Hope

Jennifer McClellan

I’m a stare out-the-window kind of girl,

inherently thinking I might find my place

along the spine of a highway, as if the asphalt

curves will tilt me in the direction I belong.

The faraway doesn’t feel so far away today

from my view in the passenger seat of your car,

our vessel to freedom and rebellion that once

smelled of incense smoke, but now

of French fries and hotel cookies.

 

This is so rare these days, us alone like this.

Our voices in the air like darts departing fingertips

getting carried away with all the places we might go,

eventually, but this world was never meant for us.

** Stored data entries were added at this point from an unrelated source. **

//! Build configuration.
//!
//! Reads configuration from a .env file and environment variables, then
//! applies command-line overrides. Environment variables take precedence over
//! .env, and flags take precedence over both. The result is a single
//! immutable [`BuildConfig`] handed by reference to every stage.

use anyhow::{bail, Context, Result};
use std::collections::{BTreeMap, HashMap};
use std::fmt;
use std::path::{Path, PathBuf};
use std::str::FromStr;

use crate::partition::PartitionStrategy;

/// Default base installer image.
pub const DEFAULT_BASE_IMAGE_URL: &str =
    "https://releases.ubuntu.com/22.04.5/ubuntu-22.04.5-desktop-amd64.iso";

/// Default GitHub repository publishing the vendor payload.
pub const DEFAULT_VENDOR_REPO: &str = "thetechprepper/emcomm-tools-os-community";

/// Default hostname stamped into the image.
pub const DEFAULT_HOSTNAME: &str = "emcomm-tools";

/// Upper bound on numbered `EMCOMM_WIFI_<n>_SSID` entries.
const MAX_WIFI_NETWORKS: usize = 16;

/// Which upstream release to build from.
#[derive(Debug, Clone, PartialEq, Eq)]
pub enum ReleaseMode {
    /// Most recent formally published release.
    Stable,
    /// Most recent tag, published or not.
    Latest,
    /// Exact caller-supplied tag.
    Tag(String),
}

impl fmt::Display for ReleaseMode {
    fn fmt(&self, f: &mut fmt::Formatter<'_>) -> fmt::Result {
        match self {
            ReleaseMode::Stable => write!(f, "stable"),
            ReleaseMode::Latest => write!(f, "latest"),
            ReleaseMode::Tag(tag) => write!(f, "tag:{}", tag),
        }
    }
}

impl ReleaseMode {
    /// Build a mode from the `stable|latest|tag` keyword plus an optional tag.
    pub fn parse(mode: &str, tag: Option<&str>) -> Result<Self> {
        match (mode.trim().to_ascii_lowercase().as_str(), tag) {
            ("stable", _) => Ok(ReleaseMode::Stable),
            ("latest", _) => Ok(ReleaseMode::Latest),
            ("tag", Some(t)) if !t.trim().is_empty() => Ok(ReleaseMode::Tag(t.trim().to_string())),
            ("tag", _) => bail!("release mode 'tag' requires a tag name"),
            (other, _) => bail!("unknown release mode '{}' (expected stable, latest or tag)", other),
        }
    }
}

/// One WiFi network to pre-provision.
#[derive(Debug, Clone, PartialEq, Eq)]
pub struct WifiNetwork {
    pub ssid: String,
    /// WPA passphrase; `None` for an open network.
    pub psk: Option<String>,
}

/// Values describing the operator and their station.
#[derive(Debug, Clone, Default)]
pub struct OperatorInputs {
    pub callsign: Option<String>,
    pub grid_square: Option<String>,
    pub fullname: Option<String>,
    pub username: Option<String>,
    pub password: Option<String>,
    pub hostname: String,
    pub locale: String,
    pub timezone: String,
    pub keyboard_layout: String,
    pub wifi: Vec<WifiNetwork>,
    /// Product name (lowercase) to registration key.
    pub license_keys: BTreeMap<String, String>,
    pub dark_mode: bool,
    pub text_scale: Option<String>,
}

/// Inputs steering the unattended installer's disk handling.
#[derive(Debug, Clone, Default)]
pub struct PartitionInputs {
    /// Device to inspect at build time (e.g. `/dev/sda`).
    pub target_disk: Option<String>,
    /// Explicit strategy; wins over auto-detection.
    pub strategy_override: Option<PartitionStrategy>,
    /// Explicit swap size in GiB; wins over the computed value.
    pub swap_gib_override: Option<u64>,
    /// Operator confirmed that erasing the whole disk is acceptable.
    pub confirm_erase: bool,
}

/// Flags from the command line. `None`/`false` means "not given".
#[derive(Debug, Clone, Default)]
pub struct CliOverrides {
    pub release: Option<ReleaseMode>,
    pub minimal: bool,
    pub dry_run: bool,
    pub strict_verify: bool,
    pub autoinstall: bool,
    pub confirm_erase: bool,
    pub target_disk: Option<String>,
    pub partition: Option<PartitionStrategy>,
    pub swap_gib: Option<u64>,
}

/// Immutable per-run configuration.
#[derive(Debug, Clone)]
pub struct BuildConfig {
    pub base_dir: PathBuf,
    pub release_mode: ReleaseMode,
    pub cache_dir: PathBuf,
    pub work_dir: PathBuf,
    pub output_dir: PathBuf,
    pub log_dir: PathBuf,
    pub minimal: bool,
    pub dry_run: bool,
    pub strict_verify: bool,
    /// Generate the unattended-install descriptor and patch boot entries.
    pub autoinstall: bool,
    pub base_image_url: String,
    pub vendor_repo: String,
    pub github_token: Option<String>,
    pub backup_dir: Option<PathBuf>,
    pub operator: OperatorInputs,
    pub partition: PartitionInputs,
}

impl BuildConfig {
    /// Load configuration from `<base_dir>/.env`, the process environment and
    /// command-line overrides.
    pub fn load(base_dir: &Path, cli: &CliOverrides) -> Result<Self> {
        let mut vars = HashMap::new();

        let env_path = base_dir.join(".env");
        if env_path.exists() {
            let iter = dotenvy::from_path_iter(&env_path)
                .with_context(|| format!("Failed to read {}", env_path.display()))?;
            for item in iter {
                let (key, value) =
                    item.with_context(|| format!("Malformed line in {}", env_path.display()))?;
                vars.insert(key, value);
            }
        }

        // Environment variables override .env file
        for (key, value) in std::env::vars() {
            vars.insert(key, value);
        }

        Self::from_vars(base_dir, &vars, cli)
    }

    /// Build the configuration from an explicit variable map.
    pub fn from_vars(
        base_dir: &Path,
        vars: &HashMap<String, String>,
        cli: &CliOverrides,
    ) -> Result<Self> {
        let get = |key: &str| {
            vars.get(key)
                .map(|v| v.trim().to_string())
                .filter(|v| !v.is_empty())
        };
        let flag = |key: &str| get(key).map(|v| parse_bool(&v)).unwrap_or(false);
        let dir = |key: &str, default: &str| {
            get(key)
                .map(|s| {
                    let path = expand_home(&s);
                    if path.is_absolute() {
                        path
                    } else {
                        base_dir.join(path)
                    }
                })
                .unwrap_or_else(|| base_dir.join(default))
        };

        let release_mode = match &cli.release {
            Some(mode) => mode.clone(),
            // A tag on its own implies tag mode, as `--tag` does.
            None => match (get("EMCOMM_RELEASE"), get("EMCOMM_TAG")) {
                (None, Some(tag)) => ReleaseMode::parse("tag", Some(&tag))?,
                (mode, tag) => ReleaseMode::parse(mode.as_deref().unwrap_or("stable"), tag.as_deref())?,
            },
        };

        let mut wifi = Vec::new();
        for n in 1..=MAX_WIFI_NETWORKS {
            if let Some(ssid) = get(&format!("EMCOMM_WIFI_{}_SSID", n)) {
                wifi.push(WifiNetwork {
                    ssid,
                    psk: get(&format!("EMCOMM_WIFI_{}_PSK", n)),
                });
            }
        }

        let mut license_keys = BTreeMap::new();
        for (key, value) in vars {
            if let Some(product) = key.strip_prefix("EMCOMM_LICENSE_") {
                let value = value.trim();
                if !product.is_empty() && !value.is_empty() {
                    license_keys.insert(product.to_ascii_lowercase(), value.to_string());
                }
            }
        }

        let operator = OperatorInputs {
            callsign: get("EMCOMM_CALLSIGN").map(|c| c.to_ascii_uppercase()),
            grid_square: get("EMCOMM_GRID_SQUARE"),
            fullname: get("EMCOMM_FULLNAME"),
            username: get("EMCOMM_USERNAME"),
            password: get("EMCOMM_PASSWORD"),
            hostname: get("EMCOMM_HOSTNAME").unwrap_or_else(|| DEFAULT_HOSTNAME.to_string()),
            locale: get("EMCOMM_LOCALE").unwrap_or_else(|| "en_US.UTF-8".to_string()),
            timezone: get("EMCOMM_TIMEZONE").unwrap_or_else(|| "Etc/UTC".to_string()),
            keyboard_layout: get("EMCOMM_KEYBOARD").unwrap_or_else(|| "us".to_string()),
            wifi,
            license_keys,
            dark_mode: flag("EMCOMM_DARK_MODE"),
            text_scale: get("EMCOMM_TEXT_SCALE"),
        };
        validate_hostname(&operator.hostname)?;

        let strategy_override = match &cli.partition {
            Some(s) => Some(*s),
            None => get("EMCOMM_PARTITION")
                .map(|s| PartitionStrategy::from_str(&s))
                .transpose()?,
        };
        let swap_gib_override = match cli.swap_gib {
            Some(n) => Some(n),
            None => get("EMCOMM_SWAP_GIB")
                .map(|s| {
                    s.parse::<u64>()
                        .with_context(|| format!("EMCOMM_SWAP_GIB is not a number: {}", s))
                })
                .transpose()?,
        };

        let partition = PartitionInputs {
            target_disk: cli.target_disk.clone().or_else(|| get("EMCOMM_TARGET_DISK")),
            strategy_override,
            swap_gib_override,
            confirm_erase: cli.confirm_erase || flag("EMCOMM_CONFIRM_ERASE"),
        };

        Ok(Self {
            base_dir: base_dir.to_path_buf(),
            release_mode,
            cache_dir: dir("EMCOMM_CACHE_DIR", "cache"),
            work_dir: dir("EMCOMM_WORK_DIR", "work"),
            output_dir: dir("EMCOMM_OUTPUT_DIR", "output"),
            log_dir: dir("EMCOMM_LOG_DIR", "logs"),
            minimal: cli.minimal || flag("EMCOMM_MINIMAL"),
            dry_run: cli.dry_run || flag("EMCOMM_DRY_RUN"),
            strict_verify: cli.strict_verify || flag("EMCOMM_STRICT_VERIFY"),
            autoinstall: cli.autoinstall || flag("EMCOMM_AUTOINSTALL"),
            base_image_url: get("EMCOMM_BASE_IMAGE_URL")
                .unwrap_or_else(|| DEFAULT_BASE_IMAGE_URL.to_string()),
            vendor_repo: get("EMCOMM_VENDOR_REPO")
                .unwrap_or_else(|| DEFAULT_VENDOR_REPO.to_string()),
            github_token: get("GITHUB_TOKEN"),
            backup_dir: get("EMCOMM_BACKUP_DIR").map(|s| expand_home(&s)),
            operator,
            partition,
        })
    }

    /// Extracted top-level ISO tree.
    pub fn iso_tree(&self) -> PathBuf {
        self.work_dir.join("iso-tree")
    }

    /// Extracted root filesystem.
    pub fn rootfs(&self) -> PathBuf {
        self.work_dir.join("rootfs")
    }

    /// Print configuration for `show config`. Secrets are masked.
    pub fn print(&self) {
        let mask = |v: &Option<String>| match v {
            Some(_) => "********".to_string(),
            None => "(unset)".to_string(),
        };
        let show = |v: &Option<String>| v.clone().unwrap_or_else(|| "(unset)".to_string());

        println!("Configuration:");
        println!("  RELEASE:         {}", self.release_mode);
        println!("  BASE_IMAGE_URL:  {}", self.base_image_url);
        println!("  VENDOR_REPO:     {}", self.vendor_repo);
        println!("  CACHE_DIR:       {}", self.cache_dir.display());
        println!("  WORK_DIR:        {}", self.work_dir.display());
        println!("  OUTPUT_DIR:      {}", self.output_dir.display());
        println!("  LOG_DIR:         {}", self.log_dir.display());
        println!("  MINIMAL:         {}", self.minimal);
        println!("  DRY_RUN:         {}", self.dry_run);
        println!("  STRICT_VERIFY:   {}", self.strict_verify);
        println!("  AUTOINSTALL:     {}", self.autoinstall);
        println!("Operator:");
        println!("  CALLSIGN:        {}", show(&self.operator.callsign));
        println!("  GRID_SQUARE:     {}", show(&self.operator.grid_square));
        println!("  FULLNAME:        {}", show(&self.operator.fullname));
        println!("  USERNAME:        {}", show(&self.operator.username));
        println!("  PASSWORD:        {}", mask(&self.operator.password));
        println!("  HOSTNAME:        {}", self.operator.hostname);
        println!("  WIFI NETWORKS:   {}", self.operator.wifi.len());
        println!("  LICENSE KEYS:    {}", self.operator.license_keys.len());
        println!("Partitioning:");
        println!("  TARGET_DISK:     {}", show(&self.partition.target_disk));
        println!(
            "  STRATEGY:        {}",
            self.partition
                .strategy_override
                .map(|s| s.to_string())
                .unwrap_or_else(|| "(auto)".to_string())
        );
        println!("  CONFIRM_ERASE:   {}", self.partition.confirm_erase);
    }
}

/// Expand a leading `~/` to the invoking user's home directory.
fn expand_home(value: &str) -> PathBuf {
    match (value.strip_prefix("~/"), dirs::home_dir()) {
        (Some(rest), Some(home)) => home.join(rest),
        _ => PathBuf::from(value),
    }
}

fn parse_bool(value: &str) -> bool {
    matches!(
        value.trim().to_ascii_lowercase().as_str(),
        "1" | "true" | "yes" | "on"
    )
}

/// RFC 1123 label rules, which is all /etc/hostname needs.
fn validate_hostname(hostname: &str) -> Result<()> {
    let valid = !hostname.is_empty()
        && hostname.len() <= 63
        && !hostname.starts_with('-')
        && !hostname.ends_with('-')
        && hostname
            .chars()
            .all(|c| c.is_ascii_alphanumeric() || c == '-');
    if !valid {
        bail!("invalid hostname '{}'", hostname);
    }
    Ok(())
}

Through the window, tree trunks stand up

like imperfect lines on a musical staff for the intricate

waves of Death Cab, Deftones, and Tool.

76 hours/35 minutes of your playlist are proof

that dreams dry out the death in us,

 

This is taking longer than it should,

and I hear it in your sighs. Your foot

on the gas pedal, stop-go-stop, pissed off

moving like a writer’s blocked pen,

despite the dreamy view of hot air balloons

rising out of the mountain fog.

Your knee hits the keys dangling from the ignition

as your foot moves to the brake again.

You say we’ll never take the I-40 again, but then

your hand reaches for my leg over the center console

and I want this to be a slow thing, because normally

I’m programmed for urgency.

 

I glance down at my pearl nails,

patterned with lilac sun rays and stars, and think of

the Whitman line you wrote in my notebook once

when I wasn’t looking, about shadows falling behind us.

My ring reflects the sunlight; I raise my gaze

and I can breathe like myself, knowing

we are more than a beginning.

Your touch calms the tempests beneath my skin.

It feels like I’ve tagged home base again, as if

seventeen years haven’t carved lines around our eyes.

The vibrant leaf tips along the October highway

remind me that things will change,

but the look in your eyes is permanent.

This is how I want to stay, with you.